• _TASK TO COMPLETE_: Each entry below should be printed exactly as given.

• _GIVEN RECORDS_:
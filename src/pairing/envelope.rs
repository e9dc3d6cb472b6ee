//! Pairing wire messages
//!
//! Every relay frame is one JSON envelope `{"id", "type", "payload"}`. The
//! reply to a request carries the request's `id` and `type`.

use std::fmt;

use serde::de::DeserializeOwned;
use serde::{Deserialize, Deserializer, Serialize, Serializer};
use serde_json::Value;
use uuid::Uuid;

use crate::credential::StandardCredential;
use crate::error::{AuthError, ErrorKind};
use crate::identity::Key;
use crate::session::SessionInfo;

#[derive(Clone, Debug, PartialEq, Eq)]
pub enum EnvelopeType {
    CreateSession,
    Cancel,
    /// Any type this version does not know; such envelopes are dropped.
    Unknown(String),
}

impl EnvelopeType {
    pub fn as_str(&self) -> &str {
        match self {
            EnvelopeType::CreateSession => "create-session",
            EnvelopeType::Cancel => "cancel",
            EnvelopeType::Unknown(other) => other,
        }
    }
}

impl fmt::Display for EnvelopeType {
    fn fmt(&self, f: &mut fmt::Formatter<'_>) -> fmt::Result {
        f.write_str(self.as_str())
    }
}

impl Serialize for EnvelopeType {
    fn serialize<S: Serializer>(&self, serializer: S) -> Result<S::Ok, S::Error> {
        serializer.serialize_str(self.as_str())
    }
}

impl<'de> Deserialize<'de> for EnvelopeType {
    fn deserialize<D: Deserializer<'de>>(deserializer: D) -> Result<Self, D::Error> {
        let s = String::deserialize(deserializer)?;
        Ok(match s.as_str() {
            "create-session" => EnvelopeType::CreateSession,
            "cancel" => EnvelopeType::Cancel,
            _ => EnvelopeType::Unknown(s),
        })
    }
}

#[derive(Clone, Debug, PartialEq, Serialize, Deserialize)]
pub struct PairingEnvelope {
    pub id: Uuid,
    #[serde(rename = "type")]
    pub kind: EnvelopeType,
    #[serde(default)]
    pub payload: Value,
}

impl PairingEnvelope {
    /// A new `create-session` request for `info`, with a fresh id.
    pub fn create_session(info: &SessionInfo) -> Result<Self, AuthError> {
        Ok(Self {
            id: Uuid::new_v4(),
            kind: EnvelopeType::CreateSession,
            payload: serde_json::to_value(info)?,
        })
    }

    pub fn reply(id: Uuid, reply: &CreateSessionReply) -> Result<Self, AuthError> {
        Ok(Self {
            id,
            kind: EnvelopeType::CreateSession,
            payload: serde_json::to_value(reply)?,
        })
    }

    pub fn cancel(id: Uuid) -> Self {
        Self {
            id,
            kind: EnvelopeType::Cancel,
            payload: Value::Null,
        }
    }

    pub fn to_frame(&self) -> Result<String, AuthError> {
        Ok(serde_json::to_string(self)?)
    }

    pub fn from_frame(frame: &str) -> Result<Self, AuthError> {
        Ok(serde_json::from_str(frame)?)
    }

    pub fn payload_as<T: DeserializeOwned>(&self) -> Result<T, AuthError> {
        Ok(serde_json::from_value(self.payload.clone())?)
    }
}

/// The signer's answer to a `create-session` request.
#[derive(Clone, Debug, PartialEq, Serialize, Deserialize)]
#[serde(rename_all = "snake_case")]
pub enum CreateSessionReply {
    Authorized(SessionGrant),
    Rejected(RemoteRejection),
}

/// The signer's key and its signature over the requested session.
#[derive(Clone, Debug, PartialEq, Eq, Serialize, Deserialize)]
pub struct SessionGrant {
    pub key: Key,
    pub authorization: StandardCredential,
}

#[derive(Clone, Debug, PartialEq, Eq, Serialize, Deserialize)]
pub struct RemoteRejection {
    pub kind: ErrorKind,
    pub message: String,
}

impl RemoteRejection {
    pub fn from_error(error: &AuthError) -> Self {
        let kind = error.kind();
        Self {
            kind,
            message: kind.user_message().to_string(),
        }
    }

    pub fn into_error(self) -> AuthError {
        AuthError::from_remote(self.kind, self.message)
    }
}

• _SOLUTION FOR THIS TASK_:
filename src/pairing/envelope.rs
repository e9dc3d6cb472b6ee
//! Pairing wire messages
//!
//! Every relay frame is one JSON envelope `{"id", "type", "payload"}`. The
//! reply to a request carries the request's `id` and `type`.

use std::fmt;

use serde::de::DeserializeOwned;
use serde::{Deserialize, Deserializer, Serialize, Serializer};
use serde_json::Value;
use uuid::Uuid;

use crate::credential::StandardCredential;
use crate::error::{AuthError, ErrorKind};
use crate::identity::Key;
use crate::session::SessionInfo;

#[derive(Clone, Debug, PartialEq, Eq)]
pub enum EnvelopeType {
    CreateSession,
    Cancel,
    /// Any type this version does not know; such envelopes are dropped.
    Unknown(String),
}

impl EnvelopeType {
    pub fn as_str(&self) -> &str {
        match self {
            EnvelopeType::CreateSession => "create-session",
            EnvelopeType::Cancel => "cancel",
            EnvelopeType::Unknown(other) => other,
        }
    }
}

impl fmt::Display for EnvelopeType {
    fn fmt(&self, f: &mut fmt::Formatter<'_>) -> fmt::Result {
        f.write_str(self.as_str())
    }
}

impl Serialize for EnvelopeType {
    fn serialize<S: Serializer>(&self, serializer: S) -> Result<S::Ok, S::Error> {
        serializer.serialize_str(self.as_str())
    }
}

impl<'de> Deserialize<'de> for EnvelopeType {
    fn deserialize<D: Deserializer<'de>>(deserializer: D) -> Result<Self, D::Error> {
        let s = String::deserialize(deserializer)?;
        Ok(match s.as_str() {
            "create-session" => EnvelopeType::CreateSession,
            "cancel" => EnvelopeType::Cancel,
            _ => EnvelopeType::Unknown(s),
        })
    }
}

#[derive(Clone, Debug, PartialEq, Serialize, Deserialize)]
pub struct PairingEnvelope {
    pub id: Uuid,
    #[serde(rename = "type")]
    pub kind: EnvelopeType,
    #[serde(default)]
    pub payload: Value,
}

impl PairingEnvelope {
    /// A new `create-session` request for `info`, with a fresh id.
    pub fn create_session(info: &SessionInfo) -> Result<Self, AuthError> {
        Ok(Self {
            id: Uuid::new_v4(),
            kind: EnvelopeType::CreateSession,
            payload: serde_json::to_value(info)?,
        })
    }

    pub fn reply(id: Uuid, reply: &CreateSessionReply) -> Result<Self, AuthError> {
        Ok(Self {
            id,
            kind: EnvelopeType::CreateSession,
            payload: serde_json::to_value(reply)?,
        })
    }

    pub fn cancel(id: Uuid) -> Self {
        Self {
            id,
            kind: EnvelopeType::Cancel,
            payload: Value::Null,
        }
    }

    pub fn to_frame(&self) -> Result<String, AuthError> {
        Ok(serde_json::to_string(self)?)
    }

    pub fn from_frame(frame: &str) -> Result<Self, AuthError> {
        Ok(serde_json::from_str(frame)?)
    }

    pub fn payload_as<T: DeserializeOwned>(&self) -> Result<T, AuthError> {
        Ok(serde_json::from_value(self.payload.clone())?)
    }
}

/// The signer's answer to a `create-session` request.
#[derive(Clone, Debug, PartialEq, Serialize, Deserialize)]
#[serde(rename_all = "snake_case")]
pub enum CreateSessionReply {
    Authorized(SessionGrant),
    Rejected(RemoteRejection),
}

/// The signer's key and its signature over the requested session.
#[derive(Clone, Debug, PartialEq, Eq, Serialize, Deserialize)]
pub struct SessionGrant {
    pub key: Key,
    pub authorization: StandardCredential,
}

#[derive(Clone, Debug, PartialEq, Eq, Serialize, Deserialize)]
pub struct RemoteRejection {
    pub kind: ErrorKind,
    pub message: String,
}

impl RemoteRejection {
    pub fn from_error(error: &AuthError) -> Self {
        let kind = error.kind();
        Self {
            kind,
            message: kind.user_message().to_string(),
        }
    }

    pub fn into_error(self) -> AuthError {
        AuthError::from_remote(self.kind, self.message)
    }
}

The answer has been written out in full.